David Carpenter is an English historian and writer, and Professor of Medieval History at King’s College London where he has been working since 1988.
David Carpenter attended Westminster School where he gained a first class degree and went on to do is doctorate. He has written widely on English social, economic, architectural, military and political history in the thirteenth century; many of his essays on this subject being brought together in a volume of his collected papers The Reign of Henry III (Hambledon, 1996). He is a particular exponent of the ‘thickened political narrative’, which he deployed in The Minority of King Henry III (Methuen, 1990), which traced the complex political history of the years 1216-1227 out of which a new monarchy, limited by the Magna Carta, emerged. His most recent book, The Struggle for Mastery in Britain 1066-1284 (Penguin, 2004), weaves together the histories of England, Scotland and Wales in a strikingly new way, arguing that the rulers of all three, in their different fashions, were competing for mastery in Britain. Since 2005, he has directed a major AHRC-funded project on the Fine Rolls of Henry III. And, he is a Co-Investigator of the AHRC-funded project ‘The Paradox of Medieval Scotland, 1093-1286’.

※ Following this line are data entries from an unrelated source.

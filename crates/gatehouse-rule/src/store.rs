//! The rule store and matcher.
//!
//! [`RuleSet`] is an immutable, pre-compiled snapshot of the active rules;
//! matching runs against a snapshot and is side-effect-free. [`RuleStore`]
//! is the single shared handle: readers clone the current snapshot `Arc`,
//! reloads build a complete new snapshot and swap it in one assignment.
//! A concurrent matcher therefore always sees either the old or the new
//! rule set, never a partially updated one.

use crate::pattern::PathPattern;
use crate::rule::Rule;
use crate::validate::validate_rules;
use gatehouse_core::GatehouseError;
use http::Method;
use parking_lot::RwLock;
use std::collections::HashMap;
use std::sync::Arc;

/// A rule compiled for matching.
#[derive(Debug, Clone)]
struct CompiledRule {
    rule: Arc<Rule>,
    pattern: PathPattern,
}

/// The result of a successful match: the rule plus the path parameters its
/// pattern captured.
#[derive(Debug, Clone)]
pub struct MatchedRule {
    /// The matched rule.
    pub rule: Arc<Rule>,
    /// Parameters captured by the rule's path pattern.
    pub params: HashMap<String, String>,
}

/// An immutable snapshot of the active rule set.
#[derive(Debug, Default)]
pub struct RuleSet {
    rules: Vec<CompiledRule>,
    by_id: HashMap<String, usize>,
}

impl RuleSet {
    /// Validates and compiles a rule set.
    ///
    /// This is the only way to construct a non-empty set, so every active
    /// rule is guaranteed to have passed [`validate_rules`].
    pub fn compile(rules: Vec<Rule>) -> Result<Self, GatehouseError> {
        validate_rules(&rules)?;

        let mut compiled = Vec::with_capacity(rules.len());
        let mut by_id = HashMap::with_capacity(rules.len());
        for rule in rules {
            let pattern = PathPattern::compile(&rule.match_.path)?;
            by_id.insert(rule.id.clone(), compiled.len());
            compiled.push(CompiledRule {
                rule: Arc::new(rule),
                pattern,
            });
        }

        Ok(Self {
            rules: compiled,
            by_id,
        })
    }

    /// Returns the rule with the given id.
    #[must_use]
    pub fn get(&self, id: &str) -> Option<Arc<Rule>> {
        self.by_id.get(id).map(|&index| self.rules[index].rule.clone())
    }

    /// Iterates over all rules in the set.
    pub fn iter(&self) -> impl Iterator<Item = &Arc<Rule>> {
        self.rules.iter().map(|compiled| &compiled.rule)
    }

    /// Returns the number of rules in the set.
    #[must_use]
    pub fn len(&self) -> usize {
        self.rules.len()
    }

    /// Returns true if the set holds no rules.
    #[must_use]
    pub fn is_empty(&self) -> bool {
        self.rules.is_empty()
    }

    /// Finds the rule matching the given method and path.
    ///
    /// Candidates are filtered by method set, then by compiled pattern. When
    /// several rules match, the most specific pattern wins (see
    /// [`PathPattern::cmp_specificity`]); the rule id is the final
    /// tie-break, so the result is deterministic for any rule set.
    ///
    /// Pure and safe to call concurrently against one snapshot.
    #[must_use]
    pub fn match_request(&self, method: &Method, path: &str) -> Option<MatchedRule> {
        let mut best: Option<(&CompiledRule, HashMap<String, String>)> = None;

        for candidate in &self.rules {
            if !candidate.rule.match_.matches_method(method) {
                continue;
            }
            let Some(params) = candidate.pattern.matches(path) else {
                continue;
            };
            let more_specific = best.as_ref().map_or(true, |(current, _)| {
                candidate
                    .pattern
                    .cmp_specificity(&current.pattern)
                    .then_with(|| candidate.rule.id.cmp(&current.rule.id))
                    .is_lt()
            });
            if more_specific {
                best = Some((candidate, params));
            }
        }

        best.map(|(compiled, params)| {
            tracing::trace!(
                rule_id = %compiled.rule.id,
                method = %method,
                path = %path,
                "request matched rule"
            );
            MatchedRule {
                rule: compiled.rule.clone(),
                params,
            }
        })
    }
}

/// The shared, hot-reloadable rule store.
///
/// # Example
///
/// ```
/// use gatehouse_rule::RuleStore;
///
/// let store = RuleStore::new();
/// assert!(store.snapshot().is_empty());
/// ```
#[derive(Debug, Default)]
pub struct RuleStore {
    active: RwLock<Arc<RuleSet>>,
}

impl RuleStore {
    /// Creates a store with an empty rule set.
    #[must_use]
    pub fn new() -> Self {
        Self::default()
    }

    /// Returns the current immutable snapshot.
    ///
    /// The snapshot stays valid for the caller's lifetime even if the store
    /// is reloaded concurrently.
    #[must_use]
    pub fn snapshot(&self) -> Arc<RuleSet> {
        self.active.read().clone()
    }

    /// Atomically replaces the active rule set.
    ///
    /// The new set is validated and compiled before the swap; on error the
    /// active set is left untouched.
    pub fn replace(&self, rules: Vec<Rule>) -> Result<(), GatehouseError> {
        let next = Arc::new(RuleSet::compile(rules)?);
        let count = next.len();
        *self.active.write() = next;
        tracing::debug!(rules = count, "rule set replaced");
        Ok(())
    }

    /// Returns the rule with the given id from the current snapshot.
    #[must_use]
    pub fn get(&self, id: &str) -> Option<Arc<Rule>> {
        self.snapshot().get(id)
    }

    /// Returns the number of active rules.
    #[must_use]
    pub fn len(&self) -> usize {
        self.snapshot().len()
    }

    /// Returns true if no rules are active.
    #[must_use]
    pub fn is_empty(&self) -> bool {
        self.snapshot().is_empty()
    }
}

Carpenter is a proponent of the theory that feudalism was fundamentally important to everyday English society and politics after 1166. He has provided a new description on how the Tower of London and Westminster Abbey fit into the History of England. [Wikipedia]
Works include:
The Battles of Lewes and Evesham (1987)
The Minority of Henry III (1990)
The Reign of Henry III (1996)
The Struggle for Mastery: Britain 1066–1284 (2004)
Magna Carta (2015)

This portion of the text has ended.